Instructions to follow → Give only the number of lines in the records that contain the word "AcqRel".

◇ ◇ ◇ ◇ ◇ ◇ ◇

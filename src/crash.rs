// src/crash.rs
//
// Crash context for memory faults. The CLI records what it is working on
// (reading, decoding or writing a file) in a fixed, lock-free stack, and a
// SIGSEGV/SIGBUS handler prints that stack before the process dies. The
// stack is process-wide and meant for the CLI's main thread; library code
// does not touch it.

use std::sync::atomic::{AtomicBool, AtomicU8, AtomicUsize, Ordering};

/// Maximum context entries (stack depth)
const MAX_CONTEXT_DEPTH: usize = 8;
/// Maximum length of each context entry
const MAX_CONTEXT_LEN: usize = 128;

#[allow(clippy::declare_interior_mutable_const)]
static CONTEXT_STACK: [[AtomicU8; MAX_CONTEXT_LEN]; MAX_CONTEXT_DEPTH] = {
    const INIT_BYTE: AtomicU8 = AtomicU8::new(0);
    const INIT_ENTRY: [AtomicU8; MAX_CONTEXT_LEN] = [INIT_BYTE; MAX_CONTEXT_LEN];
    [INIT_ENTRY; MAX_CONTEXT_DEPTH]
};
#[allow(clippy::declare_interior_mutable_const)]
static CONTEXT_LENS: [AtomicUsize; MAX_CONTEXT_DEPTH] = {
    const INIT: AtomicUsize = AtomicUsize::new(0);
    [INIT; MAX_CONTEXT_DEPTH]
};
static CONTEXT_DEPTH: AtomicUsize = AtomicUsize::new(0);

static HANDLER_INSTALLED: AtomicBool = AtomicBool::new(false);

fn store_entry(idx: usize, ctx: &str) {
    let bytes = ctx.as_bytes();
    let len = bytes.len().min(MAX_CONTEXT_LEN);
    for (slot, &b) in CONTEXT_STACK[idx].iter().zip(&bytes[..len]) {
        slot.store(b, Ordering::Relaxed);
    }
    CONTEXT_LENS[idx].store(len, Ordering::Release);
}

/// Push a context entry, e.g. `"decoding logo.qoi"`.
///
/// Entries past the maximum depth are counted but not recorded, so pushes
/// and pops stay balanced.
pub fn push_context(ctx: &str) {
    let depth = CONTEXT_DEPTH.fetch_add(1, Ordering::AcqRel);
    if depth < MAX_CONTEXT_DEPTH {
        store_entry(depth, ctx);
    }
}

pub fn pop_context() {
    let _ = CONTEXT_DEPTH.fetch_update(Ordering::AcqRel, Ordering::Acquire, |d| d.checked_sub(1));
}

/// Replace the top entry; pushes if the stack is empty.
pub fn replace_context(ctx: &str) {
    let depth = CONTEXT_DEPTH.load(Ordering::Acquire);
    match depth {
        0 => push_context(ctx),
        d if d <= MAX_CONTEXT_DEPTH => store_entry(d - 1, ctx),
        _ => {}
    }
}

pub fn clear_context() {
    CONTEXT_DEPTH.store(0, Ordering::Release);
}

/// Snapshot of the recorded entries, outermost first.
pub fn current_context() -> Vec<String> {
    let depth = CONTEXT_DEPTH.load(Ordering::Acquire).min(MAX_CONTEXT_DEPTH);
    (0..depth)
        .map(|i| {
            let len = CONTEXT_LENS[i].load(Ordering::Acquire);
            let bytes: Vec<u8> = CONTEXT_STACK[i][..len]
                .iter()
                .map(|b| b.load(Ordering::Relaxed))
                .collect();
            String::from_utf8_lossy(&bytes).into_owned()
        })
        .collect()
}

/// Pops its entry when dropped.
#[must_use = "the context is popped as soon as the guard is dropped"]
pub struct ContextGuard(());

impl ContextGuard {
    /// Update the entry this guard pushed.
    pub fn update(&self, ctx: &str) {
        replace_context(ctx);
    }
}

impl Drop for ContextGuard {
    fn drop(&mut self) {
        pop_context();
    }
}

/// Push `ctx` for the lifetime of the returned guard.
pub fn enter(ctx: &str) -> ContextGuard {
    push_context(ctx);
    ContextGuard(())
}

/// Install the SIGSEGV/SIGBUS handler. Only the first call installs it.
pub fn install_segfault_handler() {
    if HANDLER_INSTALLED.swap(true, Ordering::SeqCst) {
        return;
    }

    unsafe {
        let mut action: libc::sigaction = std::mem::zeroed();
        action.sa_sigaction = fault_handler as usize;
        action.sa_flags = libc::SA_SIGINFO;

        libc::sigaction(libc::SIGSEGV, &action, std::ptr::null_mut());
        libc::sigaction(libc::SIGBUS, &action, std::ptr::null_mut());
    }
}

fn write_stderr(bytes: &[u8]) {
    // Safety: plain write(2) on fd 2, async-signal-safe.
    unsafe {
        libc::write(2, bytes.as_ptr().cast::<libc::c_void>(), bytes.len());
    }
}

/// Signal handler - must be async-signal-safe
extern "C" fn fault_handler(sig: libc::c_int, _info: *mut libc::siginfo_t, _ctx: *mut libc::c_void) {
    if sig == libc::SIGSEGV {
        write_stderr(b"\nscanguard: segmentation fault");
    } else {
        write_stderr(b"\nscanguard: bus error");
    }

    let depth = CONTEXT_DEPTH.load(Ordering::Acquire).min(MAX_CONTEXT_DEPTH);
    if depth > 0 {
        write_stderr(b" while ");
        for i in 0..depth {
            if i > 0 {
                write_stderr(b" > ");
            }
            let len = CONTEXT_LENS[i].load(Ordering::Acquire);
            let mut buf = [0u8; MAX_CONTEXT_LEN];
            for (dst, src) in buf.iter_mut().zip(&CONTEXT_STACK[i][..len]) {
                *dst = src.load(Ordering::Relaxed);
            }
            write_stderr(&buf[..len]);
        }
    }
    write_stderr(b"\n");

    // Re-raise with the default disposition for a core dump.
    unsafe {
        let mut action: libc::sigaction = std::mem::zeroed();
        action.sa_sigaction = libc::SIG_DFL;
        libc::sigaction(sig, &action, std::ptr::null_mut());
        libc::raise(sig);
    }
}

◇ ◇ ◇ ◇ ◇ ◇ ◇

Exercise output → 2